Feeling sore after some hard labor? Wondering just exactly what that pain means? Be careful, and make sure you educate yourself on muscle injuries. Torn muscles can be easily mistaken as sore, especially if the tear is mild. Knowing what's wrong is essential to healing your injury--and preventing the next.
Definition
A torn muscle is the same thing as a "strained" or "pulled" muscle. A tear occurs when muscle fibers rip under one of two conditions: under the force of contraction (caused by the stress you place on it) or by repeated and exhaustive stretching (usually the result of over-working the muscle). These tears usually occur near where the muscle attaches to the tendon. The more fibers torn, the worse the overall muscle tear.
Symptoms
Luckily for you, muscle tears are easy to identify. The tears occur abruptly, often feeling like a tightening of the muscles accompanied by pain. In order to tell the difference between a tear and a simple sore muscle, do a self-check: Rather than feeling soreness and pain throughout a number of different muscles, muscle tears are isolated, occurring in a specific part of a muscle. If you have a muscle tear, you should be able to pinpoint the location with a little poking and prodding. And remember, torn muscles are felt instantly. You don't wake up with one.
Misconceptions
While checking for the symptoms, you'll also want to make sure you haven't mistaken a muscle tear for a different kind of isolated muscle injury. According to SaveYourself.ca, this includes charlie horses, cramps, and spasms, muscle knots (usually the result of a muscle spasm), delayed onset muscle soreness (which most of us get after a particularly rigorous or out-of-character workout), or lower back pain, which is often misdiagnosed as the result of muscle strain.
Treatment
According to the SportsDoctor.com, once you have torn a muscle, you should quit exercising immediately and apply ice to the injured area.

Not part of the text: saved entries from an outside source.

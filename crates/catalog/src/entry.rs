use serde::{Deserialize, Deserializer, Serialize};
use serde_json::{Map, Value};

use shopdesk_core::EntryId;

/// Entries with fewer units than this are flagged as low stock.
pub const LOW_STOCK_THRESHOLD: u32 = 10;

/// Units added by a single restock order.
pub const RESTOCK_QUANTITY: i64 = 50;

/// One sellable product as exposed by the remote catalog service.
///
/// Attributes the console does not model (brand, rating, images, ...) are kept
/// in `extra` so a full-record replace sends them back untouched.
///
/// Numeric fields are read leniently: one odd record must not fail a whole
/// catalog page.
#[derive(Debug, Clone, PartialEq, Serialize, Deserialize)]
pub struct CatalogEntry {
    /// Absent when the create endpoint echoed a record without one.
    #[serde(default, skip_serializing_if = "Option::is_none")]
    pub id: Option<EntryId>,
    #[serde(default)]
    pub title: String,
    #[serde(default)]
    pub description: String,
    #[serde(default, deserialize_with = "lenient_price")]
    pub price: f64,
    #[serde(default, deserialize_with = "clamped_stock")]
    pub stock: u32,
    #[serde(default)]
    pub category: String,
    #[serde(default)]
    pub thumbnail: String,
    #[serde(flatten)]
    pub extra: Map<String, Value>,
}

impl CatalogEntry {
    pub fn new(id: EntryId, title: impl Into<String>, price: f64, stock: u32) -> Self {
        Self {
            id: Some(id),
            title: title.into(),
            description: String::new(),
            price,
            stock,
            category: String::new(),
            thumbnail: String::new(),
            extra: Map::new(),
        }
    }

    /// Whether this entry is keyed by `id`. Entries without an id never match.
    pub fn has_id(&self, id: EntryId) -> bool {
        self.id == Some(id)
    }

    pub fn with_category(mut self, category: impl Into<String>) -> Self {
        self.category = category.into();
        self
    }

    pub fn with_description(mut self, description: impl Into<String>) -> Self {
        self.description = description.into();
        self
    }

    pub fn with_thumbnail(mut self, thumbnail: impl Into<String>) -> Self {
        self.thumbnail = thumbnail.into();
        self
    }

    /// Stock after applying `delta`, clamped to `0..=u32::MAX`.
    pub fn stock_after(&self, delta: i64) -> u32 {
        let next = i64::from(self.stock).saturating_add(delta);
        next.clamp(0, i64::from(u32::MAX)) as u32
    }

    /// Full replacement record with the stock adjusted by `delta`.
    pub fn with_stock_adjusted(&self, delta: i64) -> Self {
        Self {
            stock: self.stock_after(delta),
            ..self.clone()
        }
    }

    pub fn is_low_stock(&self) -> bool {
        self.stock < LOW_STOCK_THRESHOLD
    }

    /// Value of the units on hand (`price * stock`).
    pub fn inventory_value(&self) -> f64 {
        self.price * f64::from(self.stock)
    }
}

fn lenient_price<'de, D>(deserializer: D) -> Result<f64, D::Error>
where
    D: Deserializer<'de>,
{
    let raw = Option::<f64>::deserialize(deserializer)?;
    Ok(raw.filter(|p| p.is_finite()).unwrap_or(0.0))
}

fn clamped_stock<'de, D>(deserializer: D) -> Result<u32, D::Error>
where
    D: Deserializer<'de>,
{
    let raw = Option::<f64>::deserialize(deserializer)?.unwrap_or(0.0);
    if raw.is_nan() {
        return Ok(0);
    }
    // Float-to-int `as` truncates the fraction.
    Ok(raw.clamp(0.0, f64::from(u32::MAX)) as u32)
}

Continued use of the muscle will only increase the number of fibers torn and the severity of the injury. Wrap the injury in an Ace bandage to apply compression, and elevate the injury to reduce blood flow. In the days following, ice the injury for 15 minutes four times a day. Be careful and cautious when you resume exercising. A re-injury of the torn muscle could become a chronic problem.
Prevention
To avoid torn muscles, simply stretch thoroughly prior to activity. Many injuries occur to muscles that have not been warmed up. If you're engaging in a new activity or one you haven't done for a while, be sure to take it slow and ease yourself into conditioning. It's important to know your limits!